In my experience, one typical reason for poor or failed implementations is lack of education and training investment in the people who have to make the new “system” work. This is NOT the fault of the team. Since education and training typically show a soft ROI, management often minimizes that investment to save money on the implementation– the first time through. Wise companies learn this lesson and invest appropriately so the desired change will succeed.

Relationships – relationships are the glue that keeps an organization functioning. They are based on trust, on being able to count on another person to keep their word, to do what they said they would do and have it work the way they said it would. When those relationships get strained, performance suffers. And when an implementation fails, relationships almost invariably suffer. In many organizations, the finger pointing starts and, sometimes, the long knives come out, further fraying and sometimes severing already strained relationships.

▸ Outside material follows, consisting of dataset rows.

use thiserror::Error;

/// Result type for chat processing operations
pub type Result<T> = std::result::Result<T, ChatError>;

/// Errors raised while building the dispatcher or decoding a matched line
#[derive(Error, Debug)]
pub enum ChatError {
    /// A line matched a pattern but one of its fields could not be decoded
    #[error("Malformed {kind} line: {reason}")]
    Malformed { kind: &'static str, reason: String },

    /// A line pattern failed to compile
    #[error("Invalid pattern for {kind}: {source}")]
    InvalidPattern {
        kind: &'static str,
        #[source]
        source: regex::Error,
    },

    /// Invalid configuration
    #[error("Invalid configuration: {0}")]
    InvalidConfig(String),

    /// Configuration file could not be parsed
    #[error("Config parse error: {0}")]
    ConfigParse(#[from] toml::de::Error),

    /// IO error occurred
    #[error("IO error: {0}")]
    IoError(#[from] std::io::Error),
}

impl ChatError {
    /// Create a malformed line error
    pub fn malformed(kind: &'static str, reason: impl Into<String>) -> Self {
        Self::Malformed {
            kind,
            reason: reason.into(),
        }
    }

    /// Create an invalid config error
    pub fn invalid_config(msg: impl Into<String>) -> Self {
        Self::InvalidConfig(msg.into())
    }
}
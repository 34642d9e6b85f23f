use crate::{ChatError, Result};
use regex::{Captures, Regex};
use std::borrow::Cow;
use std::fmt;

/// LogBlock summary and search headers. Only their presence matters: each
/// one marks the start of a new result set.
#[derive(Debug, Clone, Copy, PartialEq, Eq, Hash)]
pub enum HeaderKind {
    NoResults,
    Changes,
    Blocks,
    SumBlocks,
    SumPlayers,
    Searching,
    Ratio,
    RatioCurrent,
    TimeCheck,
    Block,
}

impl HeaderKind {
    pub const ALL: [HeaderKind; 10] = [
        HeaderKind::NoResults,
        HeaderKind::Changes,
        HeaderKind::Blocks,
        HeaderKind::SumBlocks,
        HeaderKind::SumPlayers,
        HeaderKind::Searching,
        HeaderKind::Ratio,
        HeaderKind::RatioCurrent,
        HeaderKind::TimeCheck,
        HeaderKind::Block,
    ];

    pub const fn label(self) -> &'static str {
        match self {
            Self::NoResults => "lb.header.noresults",
            Self::Changes => "lb.header.changes",
            Self::Blocks => "lb.header.blocks",
            Self::SumBlocks => "lb.header.sum.blocks",
            Self::SumPlayers => "lb.header.sum.players",
            Self::Searching => "lb.header.searching",
            Self::Ratio => "lb.header.ratio",
            Self::RatioCurrent => "lb.header.ratio.current",
            Self::TimeCheck => "lb.header.timecheck",
            Self::Block => "lb.header.block",
        }
    }

    pub(crate) const fn pattern(self) -> &'static str {
        match self {
            Self::NoResults => r"^No results found\.?$",
            Self::Changes => r"^Changes(?: .*)?:$",
            Self::Blocks => r"^Block changes?(?: .*)?:$",
            Self::SumBlocks => r"^Created - Destroyed - Block$",
            Self::SumPlayers => r"^Created - Destroyed - Player$",
            Self::Searching => r"^Searching .*$",
            Self::Ratio => r"^Ratio .*$",
            Self::RatioCurrent => r"^Current ratio .*$",
            Self::TimeCheck => r"^Time check: .*$",
            Self::Block => r"^Block: .*$",
        }
    }
}

/// Classification of a chat line.
#[derive(Debug, Clone, Copy, PartialEq, Eq, Hash)]
pub enum LineKind {
    /// `/lb coords` creation or destruction
    Coords,
    /// `/lb coords` kill
    KillCoords,
    /// `/lb coords` replacement of one block by another
    ReplacedCoords,
    /// `Page n/m`
    Page,
    Header(HeaderKind),
    /// WorldGuard region list
    ApplicableRegions,
}

impl LineKind {
    pub const fn label(self) -> &'static str {
        match self {
            Self::Coords => "lb.coord",
            Self::KillCoords => "lb.coord.kills",
            Self::ReplacedCoords => "lb.coord.replaced",
            Self::Page => "lb.page",
            Self::Header(header) => header.label(),
            Self::ApplicableRegions => "wg.regions",
        }
    }
}

impl fmt::Display for LineKind {
    fn fmt(&self, f: &mut fmt::Formatter<'_>) -> fmt::Result {
        f.write_str(self.label())
    }
}

#[derive(Debug)]
struct PatternRule {
    kind: LineKind,
    regex: Regex,
}

/// Ordered list of line patterns. The first pattern that matches decides the
/// line's kind; later patterns are not consulted.
#[derive(Debug, Default)]
pub struct PatternTable {
    rules: Vec<PatternRule>,
}

impl PatternTable {
    pub fn new() -> Self {
        Self::default()
    }

    /// Table covering LogBlock results, page and header lines and WorldGuard
    /// region lists.
    pub fn logblock() -> Result<Self> {
        let mut table = Self::new();
        crate::query_results::register_patterns(&mut table)?;
        crate::pagination::register_patterns(&mut table)?;
        crate::region_info::register_patterns(&mut table)?;
        Ok(table)
    }

    pub fn register(&mut self, kind: LineKind, pattern: &str) -> Result<()> {
        let regex = Regex::new(pattern).map_err(|source| ChatError::InvalidPattern {
            kind: kind.label(),
            source,
        })?;
        self.rules.push(PatternRule { kind, regex });
        Ok(())
    }

    /// First matching rule for `line`, with its captures.
    pub fn classify<'t>(&self, line: &'t str) -> Option<(LineKind, Captures<'t>)> {
        self.rules
            .iter()
            .find_map(|rule| rule.regex.captures(line).map(|caps| (rule.kind, caps)))
    }

    pub fn kinds(&self) -> impl Iterator<Item = LineKind> + '_ {
        self.rules.iter().map(|rule| rule.kind)
    }

    pub fn len(&self) -> usize {
        self.rules.len()
    }

    pub fn is_empty(&self) -> bool {
        self.rules.is_empty()
    }
}

/// Remove `§x` formatting codes so patterns see plain text.
pub fn strip_formatting(line: &str) -> Cow<'_, str> {
    if !line.contains('\u{a7}') {
        return Cow::Borrowed(line);
    }
    let mut out = String::with_capacity(line.len());
    let mut chars = line.chars();
    while let Some(c) = chars.next() {
        if c == '\u{a7}' {
            chars.next();
        } else {
            out.push(c);
        }
    }
    Cow::Owned(out)
}
//! Saved edit line format:
//!
//! ```text
//! YYYY-MM-DD|HH:MM:SS|<player>|<c|d>|<blockId>|<blockData>|<x>|<y>|<z>
//! ```

use crate::block_type::BlockTypeRegistry;
use crate::edit::BlockEdit;
use crate::timestamp::{from_millis, to_millis};
use crate::{EditStoreError, Result};

const FIELD_COUNT: usize = 9;

/// Render one edit as a saved record line, without the trailing newline.
pub fn format_record(edit: &BlockEdit) -> Result<String> {
    let t = from_millis(edit.time())?;
    let action = if edit.is_creation() { 'c' } else { 'd' };
    let block_type = edit.block_type();
    Ok(format!(
        "{:04}-{:02}-{:02}|{:02}:{:02}:{:02}|{}|{}|{}|{}|{}|{}|{}",
        t.year,
        t.month,
        t.day,
        t.hour,
        t.minute,
        t.second,
        edit.player(),
        action,
        block_type.id,
        block_type.data,
        edit.x(),
        edit.y(),
        edit.z()
    ))
}

/// Decode a saved record line. `line_no` is only used for error reporting.
pub fn parse_record(line: &str, line_no: usize, registry: &BlockTypeRegistry) -> Result<BlockEdit> {
    let fields: Vec<&str> = line.trim_end_matches(['\r', '\n']).split('|').collect();
    if fields.len() != FIELD_COUNT {
        return Err(EditStoreError::invalid_record(
            line_no,
            format!("expected {FIELD_COUNT} fields, found {}", fields.len()),
        ));
    }

    let bad = |what: &str, value: &str| {
        EditStoreError::invalid_record(line_no, format!("bad {what} {value:?}"))
    };

    let date: Vec<&str> = fields[0].split('-').collect();
    let time: Vec<&str> = fields[1].split(':').collect();
    if date.len() != 3 || time.len() != 3 {
        return Err(bad("date/time", &format!("{}|{}", fields[0], fields[1])));
    }
    let year: i32 = date[0].parse().map_err(|_| bad("year", date[0]))?;
    let month: u32 = date[1].parse().map_err(|_| bad("month", date[1]))?;
    let day: u32 = date[2].parse().map_err(|_| bad("day", date[2]))?;
    let hour: u32 = time[0].parse().map_err(|_| bad("hour", time[0]))?;
    let minute: u32 = time[1].parse().map_err(|_| bad("minute", time[1]))?;
    let second: u32 = time[2].parse().map_err(|_| bad("second", time[2]))?;
    let millis = to_millis(year, month, day, hour, minute, second)
        .map_err(|err| EditStoreError::invalid_record(line_no, err.to_string()))?;

    let player = fields[2];
    if player.is_empty() {
        return Err(bad("player", player));
    }
    let created = match fields[3] {
        "c" => true,
        "d" => false,
        other => return Err(bad("action", other)),
    };
    let id: u16 = fields[4].parse().map_err(|_| bad("block id", fields[4]))?;
    let data: u8 = fields[5].parse().map_err(|_| bad("block data", fields[5]))?;
    let x: i32 = fields[6].parse().map_err(|_| bad("x", fields[6]))?;
    let y: i32 = fields[7].parse().map_err(|_| bad("y", fields[7]))?;
    let z: i32 = fields[8].parse().map_err(|_| bad("z", fields[8]))?;

    Ok(BlockEdit::new(
        millis,
        player,
        created,
        x,
        y,
        z,
        registry.block_type_by_id(id, data),
    ))
}

#[cfg(test)]
mod tests {
    use super::*;
    use pretty_assertions::assert_eq;

    #[test]
    fn formats_unknown_destruction() {
        let registry = BlockTypeRegistry::builtin();
        let time = to_millis(2020, 1, 2, 3, 4, 5).unwrap();
        let edit = BlockEdit::new(time, "alice", false, 1, 2, 3, registry.unknown());
        assert_eq!(
            format_record(&edit).unwrap(),
            "2020-01-02|03:04:05|alice|d|256|0|1|2|3"
        );
    }

    #[test]
    fn parses_what_it_formats() {
        let registry = BlockTypeRegistry::builtin();
        let line = "2013-11-30|23:59:01|Bob_1|c|56|0|-120|12|4000";
        let edit = parse_record(line, 1, &registry).unwrap();
        assert_eq!(edit.player(), "Bob_1");
        assert!(edit.is_creation());
        assert_eq!(edit.position(), (-120, 12, 4000));
        assert_eq!(edit.block_type().name, "diamond ore");
        assert_eq!(format_record(&edit).unwrap(), line);
    }

    #[test]
    fn reports_line_number_on_error() {
        let registry = BlockTypeRegistry::builtin();
        let err = parse_record("2013-11-30|23:59:01|bob|x|1|0|0|0|0", 7, &registry).unwrap_err();
        match err {
            EditStoreError::InvalidRecord { line, reason } => {
                assert_eq!(line, 7);
                assert!(reason.contains("action"), "{reason}");
            }
            other => panic!("unexpected error: {other}"),
        }
        assert!(parse_record("2013-11-30|23:59:01|bob|c|1|0|0|0", 1, &registry).is_err());
        assert!(parse_record("2013-02-30|23:59:01|bob|c|1|0|0|0|0", 1, &registry).is_err());
    }
}
use std::collections::VecDeque;
use std::fmt;
use std::sync::Mutex;

/// Follow-up request sent back to the server.
#[derive(Debug, Clone, PartialEq, Eq)]
pub enum ServerCommand {
    /// Fetch a page of the current LogBlock result set
    Page(u32),

    /// Describe a WorldGuard region
    RegionInfo(String),
}

impl fmt::Display for ServerCommand {
    fn fmt(&self, f: &mut fmt::Formatter<'_>) -> fmt::Result {
        match self {
            Self::Page(page) => write!(f, "/lb page {page}"),
            Self::RegionInfo(region) => write!(f, "/region info {region}"),
        }
    }
}

/// Receiver of outbound commands. Sending is fire-and-forget: nothing in
/// this crate waits for or correlates a response.
pub trait CommandSink: Send + Sync {
    fn send(&self, command: ServerCommand);
}

/// FIFO of outbound commands for the host to drain at its own pace.
#[derive(Debug, Default)]
pub struct CommandQueue {
    pending: Mutex<VecDeque<ServerCommand>>,
}

impl CommandQueue {
    pub fn new() -> Self {
        Self::default()
    }

    fn with_pending<T>(&self, f: impl FnOnce(&mut VecDeque<ServerCommand>) -> T) -> T {
        let mut guard = self.pending.lock().unwrap_or_else(|poisoned| {
            log::warn!("command queue lock poisoned");
            poisoned.into_inner()
        });
        f(&mut guard)
    }

    pub fn pop(&self) -> Option<ServerCommand> {
        self.with_pending(VecDeque::pop_front)
    }

    /// Remove and return everything queued, oldest first.
    pub fn drain(&self) -> Vec<ServerCommand> {
        self.with_pending(|pending| pending.drain(..).collect())
    }

    pub fn len(&self) -> usize {
        self.with_pending(|pending| pending.len())
    }

    pub fn is_empty(&self) -> bool {
        self.len() == 0
    }
}

impl CommandSink for CommandQueue {
    fn send(&self, command: ServerCommand) {
        log::debug!("queued {command}");
        self.with_pending(|pending| pending.push_back(command));
    }
}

Until the finger pointing stops, the long knives are put away, and trust is somewhat re-established, trying to re-implement the failed process will be an exercise in futility. Even worse, any setbacks during the second attempt will exacerbate the already existing wounds, probably dooming any subsequent attempts at implementation.

Have you been in an organization when an implementation failed? Does this fit your experience?